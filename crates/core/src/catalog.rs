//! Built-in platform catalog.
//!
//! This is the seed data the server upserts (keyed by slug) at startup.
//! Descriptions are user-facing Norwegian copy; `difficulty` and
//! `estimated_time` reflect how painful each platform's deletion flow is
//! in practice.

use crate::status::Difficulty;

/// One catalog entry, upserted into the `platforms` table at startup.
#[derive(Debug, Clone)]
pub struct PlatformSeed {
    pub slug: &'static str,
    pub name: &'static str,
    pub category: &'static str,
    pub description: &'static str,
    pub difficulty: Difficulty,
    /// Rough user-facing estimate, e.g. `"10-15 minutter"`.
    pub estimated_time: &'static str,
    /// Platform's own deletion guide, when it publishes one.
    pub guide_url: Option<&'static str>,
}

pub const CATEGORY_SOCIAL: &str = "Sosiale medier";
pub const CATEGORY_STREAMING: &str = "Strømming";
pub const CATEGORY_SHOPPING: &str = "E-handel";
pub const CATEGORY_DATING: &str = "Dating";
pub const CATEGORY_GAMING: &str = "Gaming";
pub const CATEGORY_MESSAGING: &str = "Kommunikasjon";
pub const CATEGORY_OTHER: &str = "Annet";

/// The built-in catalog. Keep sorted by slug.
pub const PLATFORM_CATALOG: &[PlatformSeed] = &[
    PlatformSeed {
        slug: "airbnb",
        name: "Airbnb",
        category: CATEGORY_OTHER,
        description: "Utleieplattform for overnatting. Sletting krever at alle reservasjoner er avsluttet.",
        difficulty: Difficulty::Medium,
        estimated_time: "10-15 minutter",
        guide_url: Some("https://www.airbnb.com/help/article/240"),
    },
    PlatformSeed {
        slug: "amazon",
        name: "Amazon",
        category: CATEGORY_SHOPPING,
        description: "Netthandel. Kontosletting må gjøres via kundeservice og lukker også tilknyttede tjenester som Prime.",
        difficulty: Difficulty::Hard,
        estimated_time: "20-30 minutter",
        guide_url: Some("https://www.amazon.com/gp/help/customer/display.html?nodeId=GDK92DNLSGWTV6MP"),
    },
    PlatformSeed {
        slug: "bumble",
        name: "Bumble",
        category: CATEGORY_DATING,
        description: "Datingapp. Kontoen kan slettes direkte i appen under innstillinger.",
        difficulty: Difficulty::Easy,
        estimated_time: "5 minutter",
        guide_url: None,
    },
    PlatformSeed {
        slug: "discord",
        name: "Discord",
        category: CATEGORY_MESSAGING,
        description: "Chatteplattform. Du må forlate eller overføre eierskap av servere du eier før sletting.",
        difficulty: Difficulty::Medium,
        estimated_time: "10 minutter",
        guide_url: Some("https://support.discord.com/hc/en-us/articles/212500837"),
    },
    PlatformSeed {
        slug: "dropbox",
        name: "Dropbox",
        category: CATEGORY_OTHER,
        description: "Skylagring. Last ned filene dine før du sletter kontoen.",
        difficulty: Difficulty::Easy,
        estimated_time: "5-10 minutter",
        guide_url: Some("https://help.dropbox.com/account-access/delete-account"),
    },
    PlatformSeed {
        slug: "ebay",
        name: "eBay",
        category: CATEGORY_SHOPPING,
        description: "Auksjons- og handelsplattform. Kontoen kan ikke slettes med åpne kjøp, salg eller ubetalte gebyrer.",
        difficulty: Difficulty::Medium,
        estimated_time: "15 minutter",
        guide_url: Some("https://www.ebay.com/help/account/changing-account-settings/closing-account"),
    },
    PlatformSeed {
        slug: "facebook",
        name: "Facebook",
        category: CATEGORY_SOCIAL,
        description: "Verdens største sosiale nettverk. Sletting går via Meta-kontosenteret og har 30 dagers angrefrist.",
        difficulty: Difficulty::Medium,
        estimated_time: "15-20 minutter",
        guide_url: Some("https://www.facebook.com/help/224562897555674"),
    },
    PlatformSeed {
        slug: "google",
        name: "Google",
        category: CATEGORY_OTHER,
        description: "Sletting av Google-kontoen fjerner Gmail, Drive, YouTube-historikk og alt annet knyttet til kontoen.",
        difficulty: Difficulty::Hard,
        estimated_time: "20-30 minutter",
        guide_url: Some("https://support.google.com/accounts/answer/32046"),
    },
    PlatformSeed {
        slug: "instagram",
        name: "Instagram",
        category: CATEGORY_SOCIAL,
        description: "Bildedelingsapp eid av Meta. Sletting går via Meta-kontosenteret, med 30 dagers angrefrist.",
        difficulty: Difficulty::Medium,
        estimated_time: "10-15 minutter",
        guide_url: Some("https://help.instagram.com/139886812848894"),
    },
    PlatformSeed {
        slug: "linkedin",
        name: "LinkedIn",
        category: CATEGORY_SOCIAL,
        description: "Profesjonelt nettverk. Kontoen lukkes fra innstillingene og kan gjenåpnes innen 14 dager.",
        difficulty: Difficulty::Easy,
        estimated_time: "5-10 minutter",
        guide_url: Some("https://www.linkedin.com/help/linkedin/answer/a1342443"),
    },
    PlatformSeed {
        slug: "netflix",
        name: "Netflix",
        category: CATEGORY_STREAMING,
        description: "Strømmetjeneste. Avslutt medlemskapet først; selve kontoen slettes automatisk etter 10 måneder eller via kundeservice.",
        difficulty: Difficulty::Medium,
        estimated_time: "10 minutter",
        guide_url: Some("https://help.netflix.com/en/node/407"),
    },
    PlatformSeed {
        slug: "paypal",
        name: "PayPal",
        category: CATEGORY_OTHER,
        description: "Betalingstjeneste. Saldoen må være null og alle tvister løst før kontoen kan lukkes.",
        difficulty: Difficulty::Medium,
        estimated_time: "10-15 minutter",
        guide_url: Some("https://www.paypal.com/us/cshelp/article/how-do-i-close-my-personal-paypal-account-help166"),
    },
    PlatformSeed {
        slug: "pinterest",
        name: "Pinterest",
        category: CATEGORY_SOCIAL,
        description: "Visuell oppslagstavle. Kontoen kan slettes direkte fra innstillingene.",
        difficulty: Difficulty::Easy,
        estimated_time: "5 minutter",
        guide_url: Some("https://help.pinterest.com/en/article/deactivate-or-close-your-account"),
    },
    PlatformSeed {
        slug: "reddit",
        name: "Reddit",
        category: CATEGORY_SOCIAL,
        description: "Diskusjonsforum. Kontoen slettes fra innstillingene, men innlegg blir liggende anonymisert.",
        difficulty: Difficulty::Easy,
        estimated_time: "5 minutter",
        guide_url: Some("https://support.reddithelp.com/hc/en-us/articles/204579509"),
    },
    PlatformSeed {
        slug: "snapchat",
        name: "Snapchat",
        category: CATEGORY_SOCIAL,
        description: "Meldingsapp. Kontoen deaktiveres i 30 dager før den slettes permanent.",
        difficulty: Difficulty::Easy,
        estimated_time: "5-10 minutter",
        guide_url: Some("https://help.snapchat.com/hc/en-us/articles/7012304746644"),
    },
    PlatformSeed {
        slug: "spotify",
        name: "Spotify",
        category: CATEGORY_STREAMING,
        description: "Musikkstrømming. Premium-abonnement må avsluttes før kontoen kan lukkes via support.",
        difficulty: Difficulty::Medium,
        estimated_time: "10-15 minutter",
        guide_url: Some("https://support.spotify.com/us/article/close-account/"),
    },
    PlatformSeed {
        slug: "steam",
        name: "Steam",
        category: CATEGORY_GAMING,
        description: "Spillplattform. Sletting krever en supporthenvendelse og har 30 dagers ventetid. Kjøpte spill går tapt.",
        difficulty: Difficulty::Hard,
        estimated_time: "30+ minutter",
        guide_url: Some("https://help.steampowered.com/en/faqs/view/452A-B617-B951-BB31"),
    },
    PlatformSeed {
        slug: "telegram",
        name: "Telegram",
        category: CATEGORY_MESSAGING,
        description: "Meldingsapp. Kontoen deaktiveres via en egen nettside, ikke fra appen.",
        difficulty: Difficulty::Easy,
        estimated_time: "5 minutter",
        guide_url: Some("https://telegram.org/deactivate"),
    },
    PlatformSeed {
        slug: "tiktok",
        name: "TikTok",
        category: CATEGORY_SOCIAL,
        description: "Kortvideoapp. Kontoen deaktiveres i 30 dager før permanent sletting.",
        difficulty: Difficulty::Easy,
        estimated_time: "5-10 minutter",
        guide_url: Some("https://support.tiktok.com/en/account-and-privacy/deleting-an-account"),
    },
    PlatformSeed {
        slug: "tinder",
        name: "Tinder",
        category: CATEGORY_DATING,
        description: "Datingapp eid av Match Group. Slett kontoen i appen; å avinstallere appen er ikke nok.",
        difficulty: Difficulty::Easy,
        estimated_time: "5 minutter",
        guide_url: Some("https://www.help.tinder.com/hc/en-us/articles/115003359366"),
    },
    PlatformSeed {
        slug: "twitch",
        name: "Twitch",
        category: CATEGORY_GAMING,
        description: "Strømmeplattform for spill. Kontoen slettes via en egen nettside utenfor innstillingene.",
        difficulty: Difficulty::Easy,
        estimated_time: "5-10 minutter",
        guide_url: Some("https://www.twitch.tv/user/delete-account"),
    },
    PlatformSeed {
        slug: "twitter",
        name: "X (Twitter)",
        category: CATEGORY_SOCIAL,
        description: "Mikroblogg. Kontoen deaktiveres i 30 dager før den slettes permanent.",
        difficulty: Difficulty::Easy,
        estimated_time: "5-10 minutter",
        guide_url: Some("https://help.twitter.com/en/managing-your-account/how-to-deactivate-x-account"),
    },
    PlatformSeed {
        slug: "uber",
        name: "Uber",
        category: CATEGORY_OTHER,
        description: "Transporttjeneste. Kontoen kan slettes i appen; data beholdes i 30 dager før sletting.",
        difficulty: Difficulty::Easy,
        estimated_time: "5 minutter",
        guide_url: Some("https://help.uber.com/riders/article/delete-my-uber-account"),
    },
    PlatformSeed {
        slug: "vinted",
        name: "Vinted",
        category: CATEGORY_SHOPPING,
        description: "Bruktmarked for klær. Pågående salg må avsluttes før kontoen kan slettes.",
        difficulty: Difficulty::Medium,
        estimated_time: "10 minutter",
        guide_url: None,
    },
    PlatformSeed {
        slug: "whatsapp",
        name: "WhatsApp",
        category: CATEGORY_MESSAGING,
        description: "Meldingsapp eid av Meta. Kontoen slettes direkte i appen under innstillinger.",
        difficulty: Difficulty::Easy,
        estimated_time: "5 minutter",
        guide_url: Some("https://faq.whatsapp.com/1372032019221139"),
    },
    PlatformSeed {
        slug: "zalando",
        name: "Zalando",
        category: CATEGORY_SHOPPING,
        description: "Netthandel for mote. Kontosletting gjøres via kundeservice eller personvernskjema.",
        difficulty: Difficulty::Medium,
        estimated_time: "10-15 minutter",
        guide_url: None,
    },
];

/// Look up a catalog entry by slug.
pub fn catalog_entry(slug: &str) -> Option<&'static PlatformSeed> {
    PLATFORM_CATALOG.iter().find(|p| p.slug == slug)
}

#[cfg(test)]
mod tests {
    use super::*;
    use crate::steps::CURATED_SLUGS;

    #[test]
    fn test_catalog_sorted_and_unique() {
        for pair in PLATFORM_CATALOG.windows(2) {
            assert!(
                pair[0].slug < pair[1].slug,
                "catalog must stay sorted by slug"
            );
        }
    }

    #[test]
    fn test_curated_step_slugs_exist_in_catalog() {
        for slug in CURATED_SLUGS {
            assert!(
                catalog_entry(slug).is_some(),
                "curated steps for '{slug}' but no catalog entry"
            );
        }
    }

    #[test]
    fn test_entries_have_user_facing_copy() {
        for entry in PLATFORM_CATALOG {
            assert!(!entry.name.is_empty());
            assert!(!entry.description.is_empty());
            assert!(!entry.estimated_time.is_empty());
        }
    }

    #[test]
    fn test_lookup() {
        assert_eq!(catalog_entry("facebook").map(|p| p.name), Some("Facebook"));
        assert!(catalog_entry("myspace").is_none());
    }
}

----

Look for "krever" in each line of the material, then copy the lines where it is found.

ANSWER BOX:
        description: "Utleieplattform for overnatting. Sletting krever at alle reservasjoner er avsluttet.",
        description: "Spillplattform. Sletting krever en supporthenvendelse og har 30 dagers ventetid. Kjøpte spill går tapt.",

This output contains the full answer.